Quick side note about tokenization in BERT

BERT uses its own tokenization scheme, which is based on the WordPiece method (described in this paper, section 3). It uses a finite vocabulary, and when it encounters words outside the vocabulary, it will split them into pieces. This means that BERT will not run into out-of-vocabulary problems.

In [4]:
tokenizer = DistilBertTokenizer.from_pretrained(model_name)

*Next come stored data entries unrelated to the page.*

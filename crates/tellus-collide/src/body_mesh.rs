//! Icosphere body meshes with optional crater/mountain relief.

use std::collections::HashMap;

use glam::Vec3;
use rand::{Rng, SeedableRng};
use rand_xoshiro::Xoshiro256StarStar;
use tracing::debug;

use crate::trimesh::{TriMesh, TriMeshError};

/// Deepest a crater may cut, as a fraction of radius.
const MAX_DEPRESSION: f32 = 0.5;

/// Surface relief stamped onto the sphere.
#[derive(Clone, Debug, PartialEq)]
pub struct Relief {
    /// Feature height/depth as a fraction of the body radius.
    pub amplitude: f32,
    /// Number of bowl-shaped craters.
    pub craters: u32,
    /// Number of gaussian mountains.
    pub mountains: u32,
    /// Seed for feature placement. The same seed always yields the same body.
    pub seed: u64,
}

#[derive(Clone, Copy, Debug)]
enum Feature {
    Crater { center: Vec3, angular_radius: f32 },
    Mountain { center: Vec3, angular_width: f32 },
}

/// Builds body collision meshes.
///
/// ```
/// use tellus_collide::{BodyMeshBuilder, Relief};
///
/// let mesh = BodyMeshBuilder::new(10.0)
///     .subdivisions(3)
///     .relief(Relief { amplitude: 0.05, craters: 4, mountains: 2, seed: 7 })
///     .build()
///     .unwrap();
/// assert!(mesh.bounding_radius() > 10.0);
/// ```
#[derive(Clone, Debug)]
pub struct BodyMeshBuilder {
    radius: f32,
    subdivisions: u32,
    relief: Option<Relief>,
}

impl BodyMeshBuilder {
    /// A smooth sphere of `radius` at subdivision level 3.
    #[must_use]
    pub fn new(radius: f32) -> Self {
        Self {
            radius,
            subdivisions: 3,
            relief: None,
        }
    }

    /// Sets the icosphere subdivision level. Each level quadruples the triangle count.
    #[must_use]
    pub fn subdivisions(mut self, subdivisions: u32) -> Self {
        self.subdivisions = subdivisions;
        self
    }

    /// Adds crater/mountain relief.
    #[must_use]
    pub fn relief(mut self, relief: Relief) -> Self {
        self.relief = Some(relief);
        self
    }

    /// Generates the mesh.
    pub fn build(&self) -> Result<TriMesh, TriMeshError> {
        let (mut positions, triangles) = icosphere(self.subdivisions);

        let features = self
            .relief
            .as_ref()
            .map(place_features)
            .unwrap_or_default();
        let amplitude = self.relief.as_ref().map_or(0.0, |r| r.amplitude);

        for p in &mut positions {
            let height = relief_height(*p, &features, amplitude).max(-MAX_DEPRESSION);
            *p *= self.radius * (1.0 + height);
        }

        debug!(
            radius = self.radius,
            triangles = triangles.len(),
            features = features.len(),
            "Built body mesh"
        );
        TriMesh::new(positions, triangles)
    }
}

/// Unit icosphere: vertices on the unit sphere and triangle indices.
fn icosphere(subdivisions: u32) -> (Vec<Vec3>, Vec<[u32; 3]>) {
    let t = (1.0 + 5.0_f32.sqrt()) / 2.0;

    let mut positions: Vec<Vec3> = [
        Vec3::new(-1.0, t, 0.0),
        Vec3::new(1.0, t, 0.0),
        Vec3::new(-1.0, -t, 0.0),
        Vec3::new(1.0, -t, 0.0),
        Vec3::new(0.0, -1.0, t),
        Vec3::new(0.0, 1.0, t),
        Vec3::new(0.0, -1.0, -t),
        Vec3::new(0.0, 1.0, -t),
        Vec3::new(t, 0.0, -1.0),
        Vec3::new(t, 0.0, 1.0),
        Vec3::new(-t, 0.0, -1.0),
        Vec3::new(-t, 0.0, 1.0),
    ]
    .iter()
    .map(|p| p.normalize())
    .collect();

    let mut triangles: Vec<[u32; 3]> = vec![
        [0, 11, 5],
        [0, 5, 1],
        [0, 1, 7],
        [0, 7, 10],
        [0, 10, 11],
        [1, 5, 9],
        [5, 11, 4],
        [11, 10, 2],
        [10, 7, 6],
        [7, 1, 8],
        [3, 9, 4],
        [3, 4, 2],
        [3, 2, 6],
        [3, 6, 8],
        [3, 8, 9],
        [4, 9, 5],
        [2, 4, 11],
        [6, 2, 10],
        [8, 6, 7],
        [9, 8, 1],
    ];

    for _ in 0..subdivisions {
        triangles = subdivide(&mut positions, &triangles);
    }

    (positions, triangles)
}

/// Splits each triangle into four, pushing edge midpoints onto the unit sphere.
fn subdivide(positions: &mut Vec<Vec3>, triangles: &[[u32; 3]]) -> Vec<[u32; 3]> {
    let mut cache: HashMap<(u32, u32), u32> = HashMap::new();
    let mut out = Vec::with_capacity(triangles.len() * 4);
    for &[a, b, c] in triangles {
        let ab = midpoint(&mut cache, positions, a, b);
        let bc = midpoint(&mut cache, positions, b, c);
        let ca = midpoint(&mut cache, positions, c, a);
        out.extend_from_slice(&[[a, ab, ca], [b, bc, ab], [c, ca, bc], [ab, bc, ca]]);
    }
    out
}

/// Index of the (shared) midpoint vertex of edge `a`-`b`.
fn midpoint(
    cache: &mut HashMap<(u32, u32), u32>,
    positions: &mut Vec<Vec3>,
    a: u32,
    b: u32,
) -> u32 {
    let key = (a.min(b), a.max(b));
    if let Some(&index) = cache.get(&key) {
        return index;
    }
    let mid = (positions[a as usize] + positions[b as usize]).normalize();
    positions.push(mid);
    let index = (positions.len() - 1) as u32;
    cache.insert(key, index);
    index
}

fn place_features(relief: &Relief) -> Vec<Feature> {
    let mut rng = Xoshiro256StarStar::seed_from_u64(relief.seed);
    let mut features = Vec::with_capacity((relief.craters + relief.mountains) as usize);
    for _ in 0..relief.craters {
        features.push(Feature::Crater {
            center: random_unit(&mut rng),
            angular_radius: rng.gen_range(0.08_f32..0.3),
        });
    }
    for _ in 0..relief.mountains {
        features.push(Feature::Mountain {
            center: random_unit(&mut rng),
            angular_width: rng.gen_range(0.1_f32..0.35),
        });
    }
    features
}

/// Uniform direction by rejection sampling the unit ball.
fn random_unit(rng: &mut Xoshiro256StarStar) -> Vec3 {
    loop {
        let v = Vec3::new(
            rng.gen_range(-1.0_f32..1.0),
            rng.gen_range(-1.0_f32..1.0),
            rng.gen_range(-1.0_f32..1.0),
        );
        let len_sq = v.length_squared();
        if len_sq > 1e-4 && len_sq <= 1.0 {
            return v / len_sq.sqrt();
        }
    }
}

/// Relative height offset at unit direction `dir`.
fn relief_height(dir: Vec3, features: &[Feature], amplitude: f32) -> f32 {
    features
        .iter()
        .map(|feature| match *feature {
            Feature::Crater {
                center,
                angular_radius,
            } => {
                let d = dir.angle_between(center) / angular_radius;
                if d < 1.0 {
                    // Bowl
                    -amplitude * (1.0 - d * d)
                } else if d < 1.3 {
                    // Raised rim
                    0.3 * amplitude * (1.0 - (d - 1.0) / 0.3)
                } else {
                    0.0
                }
            }
            Feature::Mountain {
                center,
                angular_width,
            } => {
                let d = dir.angle_between(center) / angular_width;
                amplitude * (-d * d).exp()
            }
        })
        .sum()
}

To exemplify, if we consider a sentence with reasonably frequent words, BERT's tokenizer will separate the tokens but not split them. Note that this tokenizer will also put all strings in the lower case.

In [5]:
tokenizer.tokenize('Rolf lives in Gothenburg.')
Out[5]:
['rolf', 'lives', 'in', 'gothenburg', '.']

If we tokenize a sentence including some less frequent words, each of these words will be split into two or more pieces. The pieces that were "chopped off" have the prefix ##.

In [6]:
tokenizer.tokenize('Margareta lives in Jonsered.')
Out[6]:
['margaret', '##a', 'lives', 'in', 'jon', '##ser', '##ed', '.']

Before feeding a text into BERT, we will also add a special prefix token [CLS] and suffix token [SEP]. To compute the classification output, BERT will use the output at the [CLS] token.

In [7]:
tokenizer.tokenize('[CLS] This is a test. [SEP]')
Out[7]:
['[CLS]', 'this', 'is', 'a', 'test', '.', '[SEP]']

Training the BERT model for our sentiment analysis task

We first do the preprocessing. Note that the evaluation function is slightly different since BERT computes the loss elsewhere, so we just return the number of correct guesses here.

In [8]:
def read_data(corpus_file, datafields, label_column, doc_start):
    with open(corpus_file, encoding='utf-8') as f:
        examples = []
        for line in f:
            columns = line.strip().split(maxsplit=doc_start)
            doc = columns[-1]
            label = columns[label_column]
            examples.append(torchtext.data.Example.fromlist([doc, label], datafields))
    return torchtext.data.Dataset(examples, datafields)
    
def evaluate_validation(scores, gold):
    guesses = scores.argmax(dim=1)
    return (guesses == gold).sum().item()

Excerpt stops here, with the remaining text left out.